Excerpts from a dataset:
:::
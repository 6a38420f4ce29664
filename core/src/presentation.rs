//! Display-ready projection of domain recipes.
//!
//! # Design
//! `RecipeItem` is built once per fetch from a `Recipe` and never mutated.
//! The wire difficulty string is closed into `Difficulty`, with `Unknown`
//! for anything unrecognised so it cannot collide with the `All` filter
//! option. The rating keeps its numeric value for filtering and gains a
//! formatted string for display.

use std::cmp::Ordering;
use std::fmt;

use crate::types::Recipe;

/// Difficulty of a recipe as shown to the user.
#[derive(Debug, Clone, Copy, PartialEq, Eq, Hash)]
pub enum Difficulty {
    Easy,
    Medium,
    Hard,
    Unknown,
}

impl Difficulty {
    /// Exact, case-sensitive match on the wire value.
    pub fn from_wire(value: &str) -> Self {
        match value {
            "Easy" => Difficulty::Easy,
            "Medium" => Difficulty::Medium,
            "Hard" => Difficulty::Hard,
            _ => Difficulty::Unknown,
        }
    }

    pub fn label(&self) -> &'static str {
        match self {
            Difficulty::Easy => "Easy",
            Difficulty::Medium => "Medium",
            Difficulty::Hard => "Hard",
            Difficulty::Unknown => "Unknown",
        }
    }
}

impl fmt::Display for Difficulty {
    fn fmt(&self, f: &mut fmt::Formatter<'_>) -> fmt::Result {
        f.pad(self.label())
    }
}

/// Formats ratings with exactly one fractional digit, the way a platform
/// number formatter does.
///
/// The decimal separator is the only locale-dependent part of a value in
/// the 0.0-5.0 range, so that is all this carries.
#[derive(Debug, Clone, Copy, PartialEq, Eq)]
pub struct RatingFormatter {
    decimal_separator: char,
}

impl RatingFormatter {
    pub fn new(decimal_separator: char) -> Self {
        Self { decimal_separator }
    }

    /// Round to one fractional digit, ties to even, on the shortest decimal
    /// form of `rating`, so `4.45` counts as a tie.
    pub fn format(&self, rating: f64) -> String {
        if !rating.is_finite() {
            return rating.to_string();
        }

        let shortest = rating.abs().to_string();
        let (whole, fraction) = shortest.split_once('.').unwrap_or((&shortest, ""));
        let mut digits: Vec<u8> = whole.bytes().map(|b| b - b'0').collect();
        digits.push(fraction.bytes().next().map_or(0, |b| b - b'0'));

        let rest = fraction.as_bytes().get(1..).unwrap_or_default();
        let round_up = match rest.split_first() {
            None => false,
            Some((&first, tail)) => match first.cmp(&b'5') {
                Ordering::Greater => true,
                Ordering::Less => false,
                Ordering::Equal => {
                    tail.iter().any(|&d| d != b'0') || digits.last().is_some_and(|d| d % 2 == 1)
                }
            },
        };
        if round_up {
            increment(&mut digits);
        }

        let negative = rating < 0.0 && digits.iter().any(|&d| d != 0);
        let tenths = digits.pop().unwrap_or(0);
        let mut formatted = String::with_capacity(digits.len() + 3);
        if negative {
            formatted.push('-');
        }
        formatted.extend(digits.iter().map(|&d| char::from(b'0' + d)));
        formatted.push(self.decimal_separator);
        formatted.push(char::from(b'0' + tenths));
        formatted
    }
}

/// Add one to a big-endian decimal digit string.
fn increment(digits: &mut Vec<u8>) {
    for digit in digits.iter_mut().rev() {
        if *digit == 9 {
            *digit = 0;
        } else {
            *digit += 1;
            return;
        }
    }
    digits.insert(0, 1);
}

impl Default for RatingFormatter {
    fn default() -> Self {
        Self::new('.')
    }
}

/// A recipe projected for display. Identity is `id`.
#[derive(Debug, Clone, PartialEq)]
pub struct RecipeItem {
    pub id: i64,
    pub name: String,
    pub ingredients: Vec<String>,
    pub instructions: Vec<String>,
    pub prep_time_minutes: i64,
    pub cook_time_minutes: i64,
    pub servings: i64,
    pub difficulty: Difficulty,
    pub cuisine: String,
    pub calories_per_serving: i64,
    pub tags: Vec<String>,
    pub user_id: i64,
    pub image: String,
    pub rating: f64,
    pub rating_string: String,
    pub review_count: i64,
    pub meal_type: Vec<String>,
}

impl RecipeItem {
    pub fn new(recipe: Recipe, formatter: &RatingFormatter) -> Self {
        Self {
            id: recipe.id,
            name: recipe.name,
            ingredients: recipe.ingredients,
            instructions: recipe.instructions,
            prep_time_minutes: recipe.prep_time_minutes,
            cook_time_minutes: recipe.cook_time_minutes,
            servings: recipe.servings,
            difficulty: Difficulty::from_wire(&recipe.difficulty),
            cuisine: recipe.cuisine,
            calories_per_serving: recipe.calories_per_serving,
            tags: recipe.tags,
            user_id: recipe.user_id,
            image: recipe.image,
            rating: recipe.rating,
            rating_string: formatter.format(recipe.rating),
            review_count: recipe.review_count,
            meal_type: recipe.meal_type,
        }
    }

    pub fn total_time_minutes(&self) -> i64 {
        self.prep_time_minutes + self.cook_time_minutes
    }
}

impl From<Recipe> for RecipeItem {
    fn from(recipe: Recipe) -> Self {
        Self::new(recipe, &RatingFormatter::default())
    }
}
:::
An exact transcription of the data above is required.

Worked solution -
repository 6a38420f4ce29664
filename core/src/presentation.rs
//! Display-ready projection of domain recipes.
//!
//! # Design
//! `RecipeItem` is built once per fetch from a `Recipe` and never mutated.
//! The wire difficulty string is closed into `Difficulty`, with `Unknown`
//! for anything unrecognised so it cannot collide with the `All` filter
//! option. The rating keeps its numeric value for filtering and gains a
//! formatted string for display.

use std::cmp::Ordering;
use std::fmt;

use crate::types::Recipe;

/// Difficulty of a recipe as shown to the user.
#[derive(Debug, Clone, Copy, PartialEq, Eq, Hash)]
pub enum Difficulty {
    Easy,
    Medium,
    Hard,
    Unknown,
}

impl Difficulty {
    /// Exact, case-sensitive match on the wire value.
    pub fn from_wire(value: &str) -> Self {
        match value {
            "Easy" => Difficulty::Easy,
            "Medium" => Difficulty::Medium,
            "Hard" => Difficulty::Hard,
            _ => Difficulty::Unknown,
        }
    }

    pub fn label(&self) -> &'static str {
        match self {
            Difficulty::Easy => "Easy",
            Difficulty::Medium => "Medium",
            Difficulty::Hard => "Hard",
            Difficulty::Unknown => "Unknown",
        }
    }
}

impl fmt::Display for Difficulty {
    fn fmt(&self, f: &mut fmt::Formatter<'_>) -> fmt::Result {
        f.pad(self.label())
    }
}

/// Formats ratings with exactly one fractional digit, the way a platform
/// number formatter does.
///
/// The decimal separator is the only locale-dependent part of a value in
/// the 0.0-5.0 range, so that is all this carries.
#[derive(Debug, Clone, Copy, PartialEq, Eq)]
pub struct RatingFormatter {
    decimal_separator: char,
}

impl RatingFormatter {
    pub fn new(decimal_separator: char) -> Self {
        Self { decimal_separator }
    }

    /// Round to one fractional digit, ties to even, on the shortest decimal
    /// form of `rating`, so `4.45` counts as a tie.
    pub fn format(&self, rating: f64) -> String {
        if !rating.is_finite() {
            return rating.to_string();
        }

        let shortest = rating.abs().to_string();
        let (whole, fraction) = shortest.split_once('.').unwrap_or((&shortest, ""));
        let mut digits: Vec<u8> = whole.bytes().map(|b| b - b'0').collect();
        digits.push(fraction.bytes().next().map_or(0, |b| b - b'0'));

        let rest = fraction.as_bytes().get(1..).unwrap_or_default();
        let round_up = match rest.split_first() {
            None => false,
            Some((&first, tail)) => match first.cmp(&b'5') {
                Ordering::Greater => true,
                Ordering::Less => false,
                Ordering::Equal => {
                    tail.iter().any(|&d| d != b'0') || digits.last().is_some_and(|d| d % 2 == 1)
                }
            },
        };
        if round_up {
            increment(&mut digits);
        }

        let negative = rating < 0.0 && digits.iter().any(|&d| d != 0);
        let tenths = digits.pop().unwrap_or(0);
        let mut formatted = String::with_capacity(digits.len() + 3);
        if negative {
            formatted.push('-');
        }
        formatted.extend(digits.iter().map(|&d| char::from(b'0' + d)));
        formatted.push(self.decimal_separator);
        formatted.push(char::from(b'0' + tenths));
        formatted
    }
}

/// Add one to a big-endian decimal digit string.
fn increment(digits: &mut Vec<u8>) {
    for digit in digits.iter_mut().rev() {
        if *digit == 9 {
            *digit = 0;
        } else {
            *digit += 1;
            return;
        }
    }
    digits.insert(0, 1);
}

impl Default for RatingFormatter {
    fn default() -> Self {
        Self::new('.')
    }
}

/// A recipe projected for display. Identity is `id`.
#[derive(Debug, Clone, PartialEq)]
pub struct RecipeItem {
    pub id: i64,
    pub name: String,
    pub ingredients: Vec<String>,
    pub instructions: Vec<String>,
    pub prep_time_minutes: i64,
    pub cook_time_minutes: i64,
    pub servings: i64,
    pub difficulty: Difficulty,
    pub cuisine: String,
    pub calories_per_serving: i64,
    pub tags: Vec<String>,
    pub user_id: i64,
    pub image: String,
    pub rating: f64,
    pub rating_string: String,
    pub review_count: i64,
    pub meal_type: Vec<String>,
}

impl RecipeItem {
    pub fn new(recipe: Recipe, formatter: &RatingFormatter) -> Self {
        Self {
            id: recipe.id,
            name: recipe.name,
            ingredients: recipe.ingredients,
            instructions: recipe.instructions,
            prep_time_minutes: recipe.prep_time_minutes,
            cook_time_minutes: recipe.cook_time_minutes,
            servings: recipe.servings,
            difficulty: Difficulty::from_wire(&recipe.difficulty),
            cuisine: recipe.cuisine,
            calories_per_serving: recipe.calories_per_serving,
            tags: recipe.tags,
            user_id: recipe.user_id,
            image: recipe.image,
            rating: recipe.rating,
            rating_string: formatter.format(recipe.rating),
            review_count: recipe.review_count,
            meal_type: recipe.meal_type,
        }
    }

    pub fn total_time_minutes(&self) -> i64 {
        self.prep_time_minutes + self.cook_time_minutes
    }
}

impl From<Recipe> for RecipeItem {
    fn from(recipe: Recipe) -> Self {
        Self::new(recipe, &RatingFormatter::default())
    }
}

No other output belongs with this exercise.